Le capitaine, détachant les syllabes :

— Pour la dernière fois, monsieur le technicien en signaux maritimes Caffó, je vous somme de me répondre : où est le climatologue ?

Sans le regarder, après une hésitation, l'homme répondit :

— Il ne m'est pas possible de répondre à cette question.

— Il est fou, décidément, il est fou, capitula le capitaine, allant et venant comme un animal en cage. Maintenant il ignorait notre homme et procédait à une véritable perquisition. Quand il entra dans la petite pièce contiguë, je vis un livre, au chevet du lit. Sur le sol, maintenu lui aussi par une pierre. Je le feuilletai. Afin de faciliter la conversation, je remarquai :

— Moi aussi je connais l'œuvre du docteur Frazer, bien que je ne sache pas précisément qu'en penser. Je ne sais pas si Le Rameau d'or émane d'un esprit génial ou d'un magnifique manque de substance.

— Le livre ne m'appartient pas et je ne l'ai pas lu.

Quelle curieuse logique. Il disait cela comme s'il avait dû exister un rapport entre les deux faits. Mais ce fut tout. Je ne parvins pas à l'inciter à poursuivre la discussion. Il me regardait avec son attitude de fantôme apathique sans même ôter les mains de ses genoux.

— Laissez-le, je vous en prie ! m'interrompit le capitaine, qui n'avait trouvé aucun signe digne d'intérêt. Cet individu n'a même pas lu le règlement concernant son métier. Il me crispe les nerfs.

Il ne nous restait qu'à regagner la maison du climatologue. A mi-chemin, cependant, encore à l'intérieur du bois, le capitaine m'arrêta en me prenant la manche :

— La terre la plus proche est l'île Bouvet, revendiquée par les Norvégiens, à six cents milles nautiques au sud-est.

Et après une pause longue et concertée :

— Vous êtes sûr de vouloir rester ? Je n'aime pas ça. Ceci est un pot de fleurs égaré dans l'océan le moins fréquenté de la planète, à la même latitude que les déserts de Patagonie. Je peux justifier devant n'importe quelle commission administrative le fait que les lieux ne réunissaient pas les conditions minimum requises. Personne ne vous ferait de reproches. Vous avez ma parole.

Devais-je partir ? Tout me poussait à une réponse affirmative. Mais dans ces circonstances on se laisse porter par une rationalité secrète. Il me semble que ce fut le sens du ridicule qui me poussa à me décider : je n'avais pas traversé la moitié de la planète pour renoncer à ma destination juste au moment où je venais de l'atteindre.
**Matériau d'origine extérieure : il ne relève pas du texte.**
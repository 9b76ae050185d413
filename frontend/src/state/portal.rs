use leptos::*;

use super::notifications::Notifier;
use super::tracker::{reduce, Change, Command, Transition, TrackerState};
use crate::config::{self, PortalConfig};
use crate::store::{
    Identity, LeaveApplication, LeaveForm, LeaveRepository, PortalError, SubmitOptions, UserType,
};
use crate::utils::{browser, time};

pub const LOGIN_SUCCESS_MESSAGE: &str = "Login successful!";
pub const SUBMIT_SUCCESS_MESSAGE: &str = "Leave application submitted successfully!";
pub const DEMO_APPROVED_MESSAGE: &str = "Application approved!";
pub const DEMO_REJECTED_MESSAGE: &str = "Application rejected!";
pub const DEMO_REJECTION_REASON: &str = "Demo rejection reason";

/// Application state owned by the root component and shared through context.
/// Every mutation goes through [`PortalState::dispatch`], which applies the
/// reducer, persists the affected keys, then publishes the new state.
#[derive(Clone, Copy)]
pub struct PortalState {
    tracker: RwSignal<TrackerState>,
    repository: StoredValue<LeaveRepository>,
    default_scope: StoredValue<String>,
    pub notifier: Notifier,
}

impl PortalState {
    pub fn new(repository: LeaveRepository, cfg: &PortalConfig) -> Self {
        let snapshot = repository.restore();
        Self {
            tracker: create_rw_signal(TrackerState::from(snapshot)),
            repository: store_value(repository),
            default_scope: store_value(cfg.default_scope.clone()),
            notifier: Notifier::new(cfg.notification_ttl_ms),
        }
    }

    pub fn current_user(&self) -> Signal<Option<Identity>> {
        let tracker = self.tracker;
        Signal::derive(move || tracker.with(|state| state.current_user.clone()))
    }

    pub fn is_signed_in(&self) -> Signal<bool> {
        let tracker = self.tracker;
        Signal::derive(move || tracker.with(|state| state.is_signed_in()))
    }

    pub fn latest_application(&self) -> Signal<Option<LeaveApplication>> {
        let tracker = self.tracker;
        Signal::derive(move || tracker.with(|state| state.latest().cloned()))
    }

    pub fn snapshot(&self) -> TrackerState {
        self.tracker.get_untracked()
    }

    fn persist(&self, transition: &Transition) {
        let result = self.repository.with_value(|repo| match transition.change {
            Change::Session => match &transition.state.current_user {
                Some(user) => repo.save_user(user),
                None => repo.clear_user(),
            },
            Change::Applications => repo.save_applications(&transition.state.applications),
            Change::Cleared => repo.clear_all(),
        });
        if let Err(err) = result {
            log::error!("Failed to persist {:?} ({}): {}", transition.change, err.code(), err);
        }
    }

    pub fn dispatch(&self, command: Command) -> Result<Option<i64>, PortalError> {
        let current = self.tracker.get_untracked();
        let transition = reduce(&current, command)?;
        self.persist(&transition);
        let touched = transition.touched;
        self.tracker.set(transition.state);
        Ok(touched)
    }

    pub fn login(&self, email: &str, user_type: UserType) -> Result<(), PortalError> {
        self.dispatch(Command::Login {
            email: email.to_string(),
            user_type,
            at: time::now(),
        })?;
        log::info!("Signed in as {}", user_type.as_str());
        self.notifier.success(LOGIN_SUCCESS_MESSAGE);
        Ok(())
    }

    /// Clears the session and reloads; applications are rehydrated on the next load.
    pub fn logout(&self) {
        if let Err(err) = self.dispatch(Command::Logout) {
            log::error!("Logout failed: {}", err);
        }
        browser::reload_page();
    }

    pub fn submit(&self, form: LeaveForm, mut options: SubmitOptions) -> Result<i64, PortalError> {
        if options.scope.is_none() {
            options.scope = Some(self.default_scope.get_value());
        }
        let id = self
            .dispatch(Command::Submit {
                form,
                options,
                at: time::now(),
            })?
            .ok_or_else(|| PortalError::validation("Submission produced no application"))?;
        log::info!("Submitted leave application {}", id);
        self.notifier.success(SUBMIT_SUCCESS_MESSAGE);
        Ok(id)
    }

    /// Returns whether an application was updated. Unknown ids are ignored.
    pub fn approve(&self, id: i64) -> bool {
        self.decide(Command::Approve {
            id,
            at: time::now(),
        })
    }

    pub fn reject(&self, id: i64, reason: Option<String>) -> bool {
        self.decide(Command::Reject {
            id,
            reason,
            at: time::now(),
        })
    }

    fn decide(&self, command: Command) -> bool {
        match self.dispatch(command) {
            Ok(_) => true,
            Err(PortalError::NotFound(id)) => {
                log::warn!("Ignoring decision for unknown application {}", id);
                false
            }
            Err(err) => {
                log::error!("Decision failed: {}", err);
                false
            }
        }
    }

    fn latest_id(&self) -> Option<i64> {
        self.tracker.with_untracked(|state| state.latest().map(|app| app.id))
    }

    pub fn demo_approve(&self) -> bool {
        let Some(id) = self.latest_id() else {
            return false;
        };
        let approved = self.approve(id);
        if approved {
            self.notifier.success(DEMO_APPROVED_MESSAGE);
        }
        approved
    }

    pub fn demo_reject(&self) -> bool {
        let Some(id) = self.latest_id() else {
            return false;
        };
        let rejected = self.reject(id, Some(DEMO_REJECTION_REASON.to_string()));
        if rejected {
            self.notifier.info(DEMO_REJECTED_MESSAGE);
        }
        rejected
    }

    pub fn demo_reset(&self) {
        if let Err(err) = self.dispatch(Command::Reset) {
            log::error!("Reset failed: {}", err);
        }
        browser::reload_page();
    }
}

#[cfg(target_arch = "wasm32")]
fn default_repository() -> LeaveRepository {
    LeaveRepository::new()
}

#[cfg(not(target_arch = "wasm32"))]
fn default_repository() -> LeaveRepository {
    LeaveRepository::new_with_store(std::rc::Rc::new(
        crate::utils::storage::MemoryStorage::new(),
    ))
}

pub fn provide_portal_with(repository: LeaveRepository) -> PortalState {
    let state = PortalState::new(repository, config::current());
    provide_context(state);
    state
}

pub fn provide_portal() -> PortalState {
    provide_portal_with(default_repository())
}

pub fn use_portal() -> PortalState {
    use_context::<PortalState>().unwrap_or_else(provide_portal)
}

#[component]
pub fn PortalProvider(children: Children) -> impl IntoView {
    let state = provide_portal();
    super::demo::register(state);
    view! { <>{children()}</> }
}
— La maison du climatologue est en bon état, j'ai des provisions pour un an et rien ne m'empêche d'exécuter mes tâches quotidiennes. Pour le reste, il est plus que vraisemblable que mon prédécesseur a eu un accident stupide et mortel. Peut-être s'est-il suicidé, qui sait. Mais je ne crois pas que cet homme en soit responsable. A mon avis, il ne représente un danger que pour lui-même. La solitude l'a perturbé, et il a certainement peur d'être accusé de la disparition de mon collègue. Cela explique sa conduite.
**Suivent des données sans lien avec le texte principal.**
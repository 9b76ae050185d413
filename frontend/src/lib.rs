use leptos::*;
use leptos_meta::{provide_meta_context, Title};

mod components;
pub mod config;
mod pages;
mod state;
mod store;
pub mod utils;

#[cfg(test)]
mod test_support;

use pages::PortalPage;
use state::portal::PortalProvider;

#[wasm_bindgen::prelude::wasm_bindgen(start)]
pub fn start() {
    console_error_panic_hook::set_once();
    if let Err(err) = console_log::init_with_level(log::Level::Debug) {
        web_sys::console::warn_1(&format!("Logger already initialized: {}", err).into());
    }
    log::info!("Starting Student Leave Portal (wasm)");

    let cfg = config::init();
    log::debug!(
        "Runtime config: login delay {} ms, notification ttl {} ms",
        cfg.login_delay_ms,
        cfg.notification_ttl_ms
    );

    mount_to_body(|| {
        provide_meta_context();
        view! {
            <Title text="Student Leave Portal"/>
            <PortalProvider>
                <PortalPage/>
            </PortalProvider>
        }
    });
}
Je fus surpris du magnifique résumé que je venais de faire de la situation. Je n'en avais exclu que deux aspects : mes sentiments et mes pressentiments. Le capitaine me jeta un regard de cobra. Son corps basculait très légèrement, tantôt sur un pied tantôt sur l'autre, les mains dans le dos, derrière son caban. « Ne vous inquiétez pas pour moi, insistai-je. Vous êtes ici à la suite d'une déception, j'en suis sûr », affirma-t-il. Après avoir hésité un instant, je répondis : « Qui sait ? », et lui : « Oui, bien sûr, vous êtes venu par dépit. » Il ouvrit les bras comme un magicien qui montre son innocence ; un geste de joueur qui abandonne la partie, ou de médecin dépassé. Un geste qui me disait : « Je ne peux en faire davantage, mes pouvoirs s'arrêtent là. »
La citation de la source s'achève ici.